TO DO | Every line below that carries the word "green" needs to be copied.

Collected data entries |
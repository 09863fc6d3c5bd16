//! Decoder for chunk types 0x0004 and 0x0011 = ASE_OLD_PALETTE.

use std::io::Read;

use ::{AseError,AseResult};
use ::cursor::AseReadExt;
use ::document::{Palette,Rgba};

/// Magic for an ASE_OLD_PALETTE chunk - Old Palette, 256 levels.
///
/// Written by files from before the new palette chunk existed, and
/// still emitted alongside it when the palette has no alpha and at
/// most 256 entries.
///
///   Offset | Length |   Name   | Description
///   ------:| ------:|:--------:| -----------------------------------
///        0 |      2 |  packets | Number of packets.
///        2 |      1 |   skip   | Number of palette entries to skip from the last packet.
///        3 |      1 |  colors  | Number of colors in the packet, 0 means 256.
///        4 |  3 * n |   rgb    | Red, green, blue, each 0-255.
///
/// The packet fields repeat `packets` times.  Starting at index zero,
/// each packet first advances the index by `skip`, then overwrites
/// `colors` consecutive entries.
pub const ASE_OLD_PALETTE: u16 = 0x0004;

/// Magic for an ASE_OLD_PALETTE_64 chunk - Old Palette, 64 levels.
///
/// Identical to ASE_OLD_PALETTE except that the red, green and blue
/// components are in the range 0-63.
pub const ASE_OLD_PALETTE_64: u16 = 0x0011;

/// Decode an ASE_OLD_PALETTE or ASE_OLD_PALETTE_64 chunk into the
/// running palette.
///
/// Overwritten entries become opaque and lose their names.
pub fn decode_ase_old_palette<R: Read>(
        r: &mut R, pal: &mut Palette, six_bit: bool)
        -> AseResult<()> {
    let mut idx0 = 0;

    let count = try!(r.read_word());
    for _ in 0..count {
        let nskip = try!(r.read_byte()) as usize;
        let ncopy = match try!(r.read_byte()) {
            0 => 256 as usize,
            n => n as usize,
        };

        let start = idx0 + nskip;
        let end = start + ncopy;
        if end > pal.len() {
            return Err(AseError::Corrupted("palette index"));
        }

        for idx in start..end {
            let mut c = [0; 3];
            try!(r.read_exact(&mut c));
            if six_bit {
                for x in c.iter_mut() {
                    *x = scale_6bit(*x);
                }
            }

            pal.colors[idx] = Rgba::new(c[0], c[1], c[2], 255);
            pal.names[idx] = String::new();
        }

        idx0 = end;
    }

    Ok(())
}

/// Expand a 0-63 component to 0-255.
fn scale_6bit(c: u8) -> u8 {
    let c = c & 0x3F;
    (c << 2) | (c >> 4)
}

#[cfg(test)]
mod tests {
    use std::io::Cursor;
    use ::document::{Palette,Rgba};
    use super::decode_ase_old_palette;

    #[test]
    fn test_decode_ase_old_palette() {
        let src = [
            0x02, 0x00, // count 2
            1, 2,       // skip 1, copy 2
            0x0A, 0x0B, 0x0C, 0x1A, 0x1B, 0x1C,
            3, 1,       // skip 3, copy 1
            0x2A, 0x2B, 0x2C ];

        let mut pal = Palette::with_len(8, 0).expect("palette");
        pal.names[2] = "old".to_string();
        pal.names[3] = "kept".to_string();

        let res = decode_ase_old_palette(&mut Cursor::new(&src[..]), &mut pal, false);
        assert!(res.is_ok());

        assert_eq!(pal.colors[0], Rgba::default());
        assert_eq!(pal.colors[1], Rgba::new(0x0A, 0x0B, 0x0C, 255));
        assert_eq!(pal.colors[2], Rgba::new(0x1A, 0x1B, 0x1C, 255));
        assert_eq!(pal.colors[3], Rgba::default());
        assert_eq!(pal.colors[6], Rgba::new(0x2A, 0x2B, 0x2C, 255));
        assert_eq!(pal.names[2], "");
        assert_eq!(pal.names[3], "kept");
        assert_eq!(pal.colors.len(), pal.names.len());
    }

    #[test]
    fn test_decode_ase_old_palette_run_of_256() {
        let mut src = vec![ 0x01, 0x00, 0, 0 ];
        for i in 0..256 {
            src.extend_from_slice(&[i as u8, 0, 0]);
        }

        let mut pal = Palette::with_len(256, 0).expect("palette");
        let res = decode_ase_old_palette(&mut Cursor::new(&src[..]), &mut pal, false);
        assert!(res.is_ok());

        for i in 0..256 {
            assert_eq!(pal.colors[i], Rgba::new(i as u8, 0, 0, 255));
        }
    }

    #[test]
    fn test_decode_ase_old_palette_run_of_256_after_skip() {
        let mut src = vec![
            0x02, 0x00, // count 2
            10, 2,      // skip 10, copy 2
            0x0A, 0x0B, 0x0C, 0x1A, 0x1B, 0x1C,
            5, 0 ];     // skip 5, copy 256
        for i in 0..256 {
            src.extend_from_slice(&[i as u8, 0x40, 0x80]);
        }

        let old = Rgba::new(1, 2, 3, 4);
        let mut pal = Palette::with_len(300, 0).expect("palette");
        for i in 0..300 {
            pal.colors[i] = old;
            pal.names[i] = "kept".to_string();
        }

        let res = decode_ase_old_palette(&mut Cursor::new(&src[..]), &mut pal, false);
        assert!(res.is_ok());

        assert_eq!(pal.colors[11], Rgba::new(0x1A, 0x1B, 0x1C, 255));
        for i in 12..17 {
            assert_eq!(pal.colors[i], old);
            assert_eq!(pal.names[i], "kept");
        }
        for i in 17..273 {
            assert_eq!(pal.colors[i], Rgba::new((i - 17) as u8, 0x40, 0x80, 255));
            assert_eq!(pal.names[i], "");
        }
        for i in 273..300 {
            assert_eq!(pal.colors[i], old);
            assert_eq!(pal.names[i], "kept");
        }
    }

    #[test]
    fn test_decode_ase_old_palette_64() {
        let src = [ 0x01, 0x00, 0, 1, 0x3F, 0x20, 0x00 ];

        let mut pal = Palette::with_len(1, 0).expect("palette");
        let res = decode_ase_old_palette(&mut Cursor::new(&src[..]), &mut pal, true);
        assert!(res.is_ok());
        assert_eq!(pal.colors[0], Rgba::new(0xFF, 0x82, 0x00, 255));
    }

    #[test]
    fn test_decode_ase_old_palette_overflow() {
        let src = [ 0x01, 0x00, 2, 1, 0, 0, 0 ];

        let mut pal = Palette::with_len(2, 0).expect("palette");
        let res = decode_ase_old_palette(&mut Cursor::new(&src[..]), &mut pal, false);
        assert!(res.is_err());
    }
}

SOLUTION FOR THIS TASK |
///        4 |  3 * n |   rgb    | Red, green, blue, each 0-255.
/// Identical to ASE_OLD_PALETTE except that the red, green and blue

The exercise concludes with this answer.